WHAT THIS STUDY ADDS
In patients with recent transient ischaemic attacks (TIA) or minor stroke, the burden of retinal abnormalities was not associated with recurrent vascular events.
HOW THIS STUDY MIGHT AFFECT RESEARCH, PRACTICE OR POLICY
Although we did not show a general association between fundus changes and subsequent vascular events, retinal imaging might be useful in a subset of patients with diabetes and hypertension for identifiying those at risk for recurrent ischaemic stroke.
Microvascular changes of the retina have been linked to a higher risk of incidental ischaemic stroke as well as cardiovascular and all-cause mortality independent of long-established risk factors such as arterial hypertension and diabetes mellitus.1–3
In particular, associations between retinal changes and cerebrovascular diseases were extensively investigated as the retina embryologically developed from the neural plate and therefore may act as a surrogate for the cerebral microvasculature.4 Furthermore, alterations in retinal vessels might reflect pathologies in the systemic microcirculation of other organs especially in the heart5 and kidneys.6 These relationships have been shown predominantly in individuals free of any vascular event.
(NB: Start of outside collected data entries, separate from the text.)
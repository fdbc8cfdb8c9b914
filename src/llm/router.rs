//! 模型任务路由器
//!
//! 逻辑任务名 -> 有序候选模型（主 + 可选回退）与任务策略（输出预算、超时、重试次数、校验级别）。
//! 路由表是静态配置（可由 `[tasks.<name>]` / 环境变量覆盖）上的纯函数；
//! 每个 TaskName 在构造时都有路由，因此 resolve 不存在运行期失败。

use std::fmt;
use std::time::Duration;

use serde::{Deserialize, Serialize};

use crate::config::{AppConfig, TaskOverride};
use crate::llm::deepseek::DEEPSEEK_CHAT;

/// 逻辑任务
#[derive(Debug, Clone, Copy, PartialEq, Eq, Hash, Serialize, Deserialize)]
#[serde(rename_all = "snake_case")]
pub enum TaskName {
    /// 驱动多步工具调用的编排模型
    Orchestrate,
    /// 从视频元数据抽取行程块（结构化 + 业务规则）
    ExtractItinerary,
    /// 为图片生成撰写提示词（结构化）
    ImagePrompts,
    /// 行程总结（文本）
    SummarizeTrip,
    /// 对话压缩摘要（文本）
    CompactConversation,
}

impl TaskName {
    pub const ALL: [TaskName; 5] = [
        TaskName::Orchestrate,
        TaskName::ExtractItinerary,
        TaskName::ImagePrompts,
        TaskName::SummarizeTrip,
        TaskName::CompactConversation,
    ];

    pub fn as_str(&self) -> &'static str {
        match self {
            TaskName::Orchestrate => "orchestrate",
            TaskName::ExtractItinerary => "extract_itinerary",
            TaskName::ImagePrompts => "image_prompts",
            TaskName::SummarizeTrip => "summarize_trip",
            TaskName::CompactConversation => "compact_conversation",
        }
    }

    fn index(&self) -> usize {
        match self {
            TaskName::Orchestrate => 0,
            TaskName::ExtractItinerary => 1,
            TaskName::ImagePrompts => 2,
            TaskName::SummarizeTrip => 3,
            TaskName::CompactConversation => 4,
        }
    }
}

impl fmt::Display for TaskName {
    fn fmt(&self, f: &mut fmt::Formatter<'_>) -> fmt::Result {
        f.write_str(self.as_str())
    }
}

/// 模型稳定性分级
#[derive(Debug, Clone, Copy, PartialEq, Eq, Serialize, Deserialize)]
#[serde(rename_all = "snake_case")]
pub enum StabilityTier {
    Stable,
    Preview,
    Experimental,
}

/// 结果校验级别
#[derive(Debug, Clone, Copy, PartialEq, Eq, Serialize, Deserialize)]
#[serde(rename_all = "snake_case")]
pub enum ValidationPolicy {
    None,
    SchemaOnly,
    SchemaAndBusinessRules,
}

/// 一个具体的模型后端选项
#[derive(Debug, Clone, PartialEq, Eq, Serialize, Deserialize)]
pub struct ModelCandidate {
    pub provider: String,
    pub model_id: String,
    pub label: String,
    pub stability_tier: StabilityTier,
}

impl ModelCandidate {
    pub fn new(provider: &str, model_id: &str, stability_tier: StabilityTier) -> Self {
        Self {
            provider: provider.to_string(),
            model_id: model_id.to_string(),
            label: format!("{provider}/{model_id}"),
            stability_tier,
        }
    }

    /// 解析 `provider:model_id`；格式不对返回 None
    pub fn parse(spec: &str, stability_tier: StabilityTier) -> Option<Self> {
        let (provider, model_id) = spec.trim().split_once(':')?;
        let (provider, model_id) = (provider.trim(), model_id.trim());
        if provider.is_empty() || model_id.is_empty() {
            return None;
        }
        Some(Self::new(provider, model_id, stability_tier))
    }
}

/// 单个任务的执行策略
#[derive(Debug, Clone, PartialEq, Eq)]
pub struct TaskPolicy {
    pub max_output_tokens: u32,
    pub timeout: Duration,
    pub max_retries: u32,
    pub validation: ValidationPolicy,
    pub stability_tier: StabilityTier,
}

/// resolve 的结果：主候选、可选回退、策略
#[derive(Debug, Clone, PartialEq, Eq)]
pub struct TaskRoute {
    pub task: TaskName,
    pub primary: ModelCandidate,
    pub fallback: Option<ModelCandidate>,
    pub policy: TaskPolicy,
}

impl TaskRoute {
    /// 按路由顺序的候选链
    pub fn candidates(&self) -> Vec<ModelCandidate> {
        std::iter::once(self.primary.clone())
            .chain(self.fallback.clone())
            .collect()
    }

    fn apply_override(&mut self, o: &TaskOverride) {
        if let Some(model) = o.model.as_deref() {
            match ModelCandidate::parse(model, self.policy.stability_tier) {
                Some(c) => self.primary = c,
                None => tracing::warn!(task = %self.task, model, "Ignoring malformed model override"),
            }
        }
        if let Some(fallback) = o.fallback.as_deref() {
            if fallback.trim().eq_ignore_ascii_case("none") || fallback.trim().is_empty() {
                self.fallback = None;
            } else {
                match ModelCandidate::parse(fallback, self.policy.stability_tier) {
                    Some(c) => self.fallback = Some(c),
                    None => tracing::warn!(task = %self.task, fallback, "Ignoring malformed fallback override"),
                }
            }
        }
        if let Some(v) = o.max_output_tokens {
            self.policy.max_output_tokens = v;
        }
        if let Some(ms) = o.timeout_ms {
            self.policy.timeout = Duration::from_millis(ms);
        }
        if let Some(v) = o.max_retries {
            self.policy.max_retries = v;
        }
    }
}

/// 模型任务路由器
#[derive(Debug, Clone)]
pub struct ModelTaskRouter {
    /// 以 TaskName::index 为下标，覆盖全部任务
    routes: [TaskRoute; 5],
}

impl ModelTaskRouter {
    /// 内置默认路由表
    pub fn defaults() -> Self {
        let stable = |model: &str| ModelCandidate::new("openai", model, StabilityTier::Stable);
        let deepseek = || Some(ModelCandidate::new("deepseek", DEEPSEEK_CHAT, StabilityTier::Stable));
        let policy = |tokens: u32, timeout_ms: u64, retries: u32, validation| TaskPolicy {
            max_output_tokens: tokens,
            timeout: Duration::from_millis(timeout_ms),
            max_retries: retries,
            validation,
            stability_tier: StabilityTier::Stable,
        };

        Self {
            routes: [
                TaskRoute {
                    task: TaskName::Orchestrate,
                    primary: stable("gpt-4.1"),
                    fallback: deepseek(),
                    policy: policy(2048, 60_000, 1, ValidationPolicy::None),
                },
                TaskRoute {
                    task: TaskName::ExtractItinerary,
                    primary: stable("gpt-4.1-mini"),
                    fallback: deepseek(),
                    policy: policy(4096, 90_000, 2, ValidationPolicy::SchemaAndBusinessRules),
                },
                TaskRoute {
                    task: TaskName::ImagePrompts,
                    primary: stable("gpt-4.1-mini"),
                    fallback: deepseek(),
                    policy: policy(1024, 45_000, 1, ValidationPolicy::SchemaOnly),
                },
                TaskRoute {
                    task: TaskName::SummarizeTrip,
                    primary: stable("gpt-4.1-mini"),
                    fallback: deepseek(),
                    policy: policy(800, 45_000, 1, ValidationPolicy::None),
                },
                TaskRoute {
                    task: TaskName::CompactConversation,
                    primary: stable("gpt-4.1-nano"),
                    fallback: deepseek(),
                    policy: policy(800, 30_000, 0, ValidationPolicy::None),
                },
            ],
        }
    }

    /// 默认表叠加 `[tasks.<name>]` 覆盖
    pub fn from_config(cfg: &AppConfig) -> Self {
        let mut router = Self::defaults();
        for task in TaskName::ALL {
            if let Some(o) = cfg.task_override(task.as_str()) {
                router.routes[task.index()].apply_override(o);
            }
        }
        router
    }

    /// 替换某任务的整条路由（测试与嵌入方使用）
    pub fn with_route(mut self, route: TaskRoute) -> Self {
        let idx = route.task.index();
        self.routes[idx] = route;
        self
    }

    /// 只改某任务的策略
    pub fn with_policy(mut self, task: TaskName, policy: TaskPolicy) -> Self {
        self.routes[task.index()].policy = policy;
        self
    }

    /// 把所有任务的候选改写到同一提供方（测试中常用 "mock"）
    pub fn with_provider(mut self, provider: &str) -> Self {
        for route in self.routes.iter_mut() {
            route.primary = ModelCandidate::new(provider, &route.primary.model_id, route.primary.stability_tier);
            route.fallback = route
                .fallback
                .as_ref()
                .map(|f| ModelCandidate::new(provider, &f.model_id, f.stability_tier));
        }
        self
    }

    pub fn resolve(&self, task: TaskName) -> &TaskRoute {
        &self.routes[task.index()]
    }
}

impl Default for ModelTaskRouter {
    fn default() -> Self {
        Self::defaults()
    }
}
Patients with recent transient ischaemic attack (TIA) or minor stroke are at particular risk for developing subsequent strokes.7 In addition, these patients have an increased risk for other cardiovascular events such as myocardial infarction or vascular death.8 Even though prediction scores, such as the ABCD2 (acronym for age, blood pressure, clinical findings, duration of symptoms and presence or absence of diabetes) score, have shown good predictive value for short-time prognosis after TIA, there remain uncertainties regarding the long-term risk for recurrent adverse events. Fundus photography might offer an additional tool for stratifying those patients, as assessment of the retinal microvasculature might help in predicting future cardiovascular events.9
Prior studies mainly focused on predicting major vascular events through fundus photography in individuals without history of cerebrovascular events.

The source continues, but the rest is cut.